ШЕСТОЙ АРЕСТ

Я искал "дела". Надо было выдумать такое, которое могло бы меня обеспечить на долгий срок. И подвернулся случай…

Мне предложили достать "клад".

Владелец его передал мне это дело в таком виде. В начал революции он жил в одном из особняков на "Каменном острове". Во время повальных обысков, в саду {107} особняка, он зарыл две несгораемых шкатулки. В одной из них было 70.000 шведских крон, а в другой документы и 1000 крон. После большевицкого переворота особняк перешел в распоряжение одного из заводов, там поселились коммунисты и шкатулок он отрыть не успел. Сам он эти деньги доставать боялся и предлагал мне половину, если я выкопаю шкатулки. "Дело" это мне нравилось и устраивало во всех отношениях.

Были и деньги и спорт…

Я ознакомился с деталями. Сад метров 75 в длину и 50 в ширину. С двух сторон окружен каменными стенами соседних больших домов. Дорожки заросли травой. В глубине сада старый, деревянный, двухэтажный особняк. Владелец мне показал между какими деревьями зарыта шкатулка с 70-ею тысячами и около какого куста и в каком направлении зарыта 1 тысяча с документами.

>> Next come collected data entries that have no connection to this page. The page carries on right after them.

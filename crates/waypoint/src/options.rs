//! Per-route navigation options and per-navigation overrides.

use std::fmt;
use std::sync::Arc;

use crate::page_ref::PageRef;

/// Predicate deciding reuse from the currently mounted controller and view.
pub type OnlyUpdatePredicate = Arc<dyn Fn(Option<&PageRef>, Option<&PageRef>) -> bool + Send + Sync>;

/// Whether a navigation may update the mounted page in place.
#[derive(Clone)]
pub enum OnlyUpdate {
    /// Reuse when `true` and the next route names the same controller and view
    Flag(bool),
    /// Reuse whenever the predicate says so
    When(OnlyUpdatePredicate),
}

impl OnlyUpdate {
    pub fn when(predicate: impl Fn(Option<&PageRef>, Option<&PageRef>) -> bool + Send + Sync + 'static) -> Self {
        OnlyUpdate::When(Arc::new(predicate))
    }
}

impl Default for OnlyUpdate {
    fn default() -> Self {
        OnlyUpdate::Flag(false)
    }
}

impl fmt::Debug for OnlyUpdate {
    fn fmt(&self, f: &mut fmt::Formatter<'_>) -> fmt::Result {
        match self {
            OnlyUpdate::Flag(flag) => f.debug_tuple("Flag").field(flag).finish(),
            OnlyUpdate::When(_) => f.write_str("When(<predicate>)"),
        }
    }
}

impl From<bool> for OnlyUpdate {
    fn from(flag: bool) -> Self {
        OnlyUpdate::Flag(flag)
    }
}

#[derive(Debug, Clone)]
pub struct RouteOptions {
    pub only_update: OnlyUpdate,
    /// Scroll to the top before managing the next page
    pub auto_scroll: bool,
    /// Allow client-side navigation; `false` forces a full page load
    pub allow_spa: bool,
    pub document_view: Option<PageRef>,
    pub managed_root_view: Option<PageRef>,
}

impl Default for RouteOptions {
    fn default() -> Self {
        Self {
            only_update: OnlyUpdate::default(),
            auto_scroll: true,
            allow_spa: true,
            document_view: None,
            managed_root_view: None,
        }
    }
}

impl RouteOptions {
    pub fn new() -> Self {
        Self::default()
    }

    pub fn with_only_update(mut self, only_update: impl Into<OnlyUpdate>) -> Self {
        self.only_update = only_update.into();
        self
    }

    pub fn with_auto_scroll(mut self, auto_scroll: bool) -> Self {
        self.auto_scroll = auto_scroll;
        self
    }

    pub fn with_allow_spa(mut self, allow_spa: bool) -> Self {
        self.allow_spa = allow_spa;
        self
    }

    pub fn with_document_view(mut self, view: impl Into<PageRef>) -> Self {
        self.document_view = Some(view.into());
        self
    }

    pub fn with_managed_root_view(mut self, view: impl Into<PageRef>) -> Self {
        self.managed_root_view = Some(view.into());
        self
    }

    /// These options with every field set in `overrides` replaced
    pub fn merged(&self, overrides: &RouteOverrides) -> RouteOptions {
        RouteOptions {
            only_update: overrides
                .only_update
                .clone()
                .unwrap_or_else(|| self.only_update.clone()),
            auto_scroll: overrides.auto_scroll.unwrap_or(self.auto_scroll),
            allow_spa: overrides.allow_spa.unwrap_or(self.allow_spa),
            document_view: overrides
                .document_view
                .clone()
                .or_else(|| self.document_view.clone()),
            managed_root_view: overrides
                .managed_root_view
                .clone()
                .or_else(|| self.managed_root_view.clone()),
        }
    }
}

/// Options supplied for a single navigation.
#[derive(Debug, Clone, Default)]
pub struct RouteOverrides {
    pub only_update: Option<OnlyUpdate>,
    pub auto_scroll: Option<bool>,
    pub allow_spa: Option<bool>,
    pub document_view: Option<PageRef>,
    pub managed_root_view: Option<PageRef>,
    /// Status used when this navigation ends in a redirect
    pub http_status: Option<u16>,
    /// Replace the current history entry instead of pushing one
    pub replace_state: bool,
}

impl RouteOverrides {
    pub fn new() -> Self {
        Self::default()
    }

    pub fn with_only_update(mut self, only_update: impl Into<OnlyUpdate>) -> Self {
        self.only_update = Some(only_update.into());
        self
    }

    pub fn with_auto_scroll(mut self, auto_scroll: bool) -> Self {
        self.auto_scroll = Some(auto_scroll);
        self
    }

    pub fn with_http_status(mut self, status: u16) -> Self {
        self.http_status = Some(status);
        self
    }

    pub fn with_replace_state(mut self, replace_state: bool) -> Self {
        self.replace_state = replace_state;
        self
    }
}

#[cfg(test)]
mod tests {
    use super::*;

    #[test]
    fn test_defaults() {
        let options = RouteOptions::default();
        assert!(matches!(options.only_update, OnlyUpdate::Flag(false)));
        assert!(options.auto_scroll);
        assert!(options.allow_spa);
        assert!(options.document_view.is_none());
    }

    #[test]
    fn test_overrides_replace_only_set_fields() {
        let options = RouteOptions::new()
            .with_only_update(true)
            .with_document_view("shell");
        let merged = options.merged(&RouteOverrides::new().with_auto_scroll(false));

        assert!(matches!(merged.only_update, OnlyUpdate::Flag(true)));
        assert!(!merged.auto_scroll);
        assert!(merged.allow_spa);
        assert_eq!(merged.document_view, Some(PageRef::name("shell")));
    }
}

Я начал "дело". Ткнулся к управдому и предложил сдать сад в аренду. Не прошло… Пошел другим путем. Познакомился с одним из жильцов, по профессии водопроводчиком, на вид растяпистым парнем, и обещал ему работу. Раза два я крепко поил его в пивной. Сидели мы с ним часа по два по три… Не веселы были эти беседы, но в них я вставлял два-три нужные мне вопроса и получал ответ.

Жил он в этом доме с начала его заселения рабочими и знал всех жильцов. Мне нужно было узнать, не показал ли кто-нибудь денег, т. е. не найден ли уже клад. Но оказалось, что все рабочие живут здесь давно и сравнительно бедно, никто не выезжал и значит клад на месте.

Взяв от него все, что мне было надо, я начал наружную слежку. Несколько ночей подряд я следил за домом. Узнал когда тушатся огни, когда ложатся спать, кто в каких комнатах живет, когда возвращается. Все это я сообщил доверителю и еще раз получил от него точные указания расположения клада.

Надо было действовать… Я запасся маленькой лопатой и в темной одежде, в темную дождливую осеннюю погоду вышел в первый раз на работу.

Странно было поначалу лезть в чужой сад… Я выбрал момент, когда на улице не было прохожих и быстро перемахнул через забор. От улицы меня отделял один шаг, но {108} почему то все сразу изменилось… Сад, казавшийся таким знакомым снаружи, вдруг стал совершенно чужим.

Пошел. Под ногами шуршат листья… Окна дома приблизились. Стало жутко… Слышны шаги — по тротуару идут… Присел у дерева. Прошли… Пошел дальше. В окне зажегся свет. Опять притаился… Свет погас. Выждал и двинулся… Дошел до места. Отсчитал шаги.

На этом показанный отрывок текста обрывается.